Mountain ash trees are in bloom now. They are small trees to twenty feet or so, and often shrubby rather than treed-like. They all bear panicleS of white flowers in spring and colorful orange to red berries in the fall. The bark of all the species and varieties is thin and cherry-like, shiny dark brown, with prominent lenticels. They are much used in landscaping.The European mountain ash, Sorbus aucuparia, is often escaped from cultivation. S. americana and S. decora are native to Canada and the northeastern US and upper Midwest. All can be rather difficult to tell apart, but the one now most sold by nurseries is S. decora, which has bright red berries, whereas the others have orange to reddish fruit. The common name mountain ash refers to their pinnately compound, ash-like leaves, but true ash trees have opposite leaves and branches, and Sorbus has alternate leaves and branches. All are in the Rose Family, and since they are not true ash trees (in the Olive Family) they are not a host for the Emerald Ash Borer.
The American mountain ash is a tree of the far northern boreal forests, but the easiest way to tell the difference between it and the European species is that the former has sticky dormant buts and the latter has wooly, non-sticky winter buds.

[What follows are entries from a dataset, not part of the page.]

//! Conversation engine for the Parley chat widget.
//!
//! Owns the per-widget session (token, response cache, option tracker),
//! resolves each user event against the cache or the remote inference
//! service, and drives a presentation adapter with the result.

pub mod backend;
pub mod cache;
pub mod error;
pub mod http;
pub mod presentation;
pub mod resolver;
pub mod session;
pub mod tracker;
pub mod widget;

pub use backend::{
    InferenceReply, InferenceRequest, InferenceService, LookupRequest, LookupService, MockBackend,
};
pub use cache::{CacheRefresher, ResponseCache};
pub use error::ChatError;
pub use http::HttpBackend;
pub use presentation::{Presentation, PresentationEvent, RecordingPresentation, TypingHandle};
pub use resolver::{ChatEvent, ResolverState, TurnResolver};
pub use session::{SessionIdentity, SessionToken, WidgetSession};
pub use tracker::OptionTracker;
pub use widget::{ChatWidget, Visibility};
//! Record of phrases the user has already chosen.
//!
//! Used only to keep already-chosen options from being offered again.

use parley_core::normalize_phrase;

/// Append-only list of normalized phrases (typed text and clicked options).
#[derive(Debug, Default, Clone)]
pub struct OptionTracker {
    chosen: Vec<String>,
}

impl OptionTracker {
    pub fn new() -> Self {
        Self::default()
    }

    /// Normalize and append a phrase. Duplicates are kept.
    pub fn record(&mut self, phrase: &str) {
        self.chosen.push(normalize_phrase(phrase));
    }

    pub fn contains(&self, phrase: &str) -> bool {
        self.chosen.iter().any(|c| c == phrase)
    }

    /// Candidates not yet chosen, in their original order.
    ///
    /// Candidates are compared as given against the normalized entries, so a
    /// differently-cased candidate is not suppressed.
    pub fn filter_unseen(&self, candidates: &[String]) -> Vec<String> {
        candidates
            .iter()
            .filter(|c| !self.contains(c.as_str()))
            .cloned()
            .collect()
    }

    pub fn entries(&self) -> &[String] {
        &self.chosen
    }

    pub fn len(&self) -> usize {
        self.chosen.len()
    }

    pub fn is_empty(&self) -> bool {
        self.chosen.is_empty()
    }
}

#[cfg(test)]
mod tests {
    use super::*;

    fn strings(items: &[&str]) -> Vec<String> {
        items.iter().map(|s| s.to_string()).collect()
    }

    #[test]
    fn test_unseen_phrase_passes_through() {
        let tracker = OptionTracker::new();
        assert_eq!(tracker.filter_unseen(&strings(&["pricing"])), strings(&["pricing"]));
    }

    #[test]
    fn test_recorded_phrase_is_filtered() {
        let mut tracker = OptionTracker::new();
        tracker.record("pricing");
        assert!(tracker.filter_unseen(&strings(&["pricing"])).is_empty());
    }

    #[test]
    fn test_filter_preserves_order() {
        let mut tracker = OptionTracker::new();
        tracker.record("pro");
        let result = tracker.filter_unseen(&strings(&["basic", "pro", "enterprise", "trial"]));
        assert_eq!(result, strings(&["basic", "enterprise", "trial"]));
    }

    #[test]
    fn test_record_normalizes() {
        let mut tracker = OptionTracker::new();
        tracker.record("  Contact Us ");
        assert_eq!(tracker.entries(), &["contact us".to_string()]);
        assert!(tracker.filter_unseen(&strings(&["contact us"])).is_empty());
    }

    #[test]
    fn test_differently_cased_candidate_slips_through() {
        let mut tracker = OptionTracker::new();
        tracker.record("Contact Us");
        assert_eq!(
            tracker.filter_unseen(&strings(&["Contact Us"])),
            strings(&["Contact Us"])
        );
    }

    #[test]
    fn test_duplicates_are_kept() {
        let mut tracker = OptionTracker::new();
        tracker.record("pricing");
        tracker.record("pricing");
        assert_eq!(tracker.len(), 2);
    }

    #[test]
    fn test_empty_candidates() {
        let mut tracker = OptionTracker::new();
        tracker.record("pricing");
        assert!(tracker.filter_unseen(&[]).is_empty());
        assert!(!tracker.is_empty());
    }
}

The berries of all are edible, and are important wild life food, although they are rather too mealy and bland for my taste.
Mountain Ash are important trees in the landscape, even though they are short-lived. In addition to being susceptible to fire blight, they often are damaged or even killed by wood peckers, and are a favorite of the diminutive wood peckers known as sapsuckers, which sometimes entirely girdle a tree with their pencil-sized drillings, from which they drink the sap of the tree. Regardless of their short comings, these trees are important in the landscape as they offer prolific blooms, colorful edible fruit, good fall color and much year-round interest.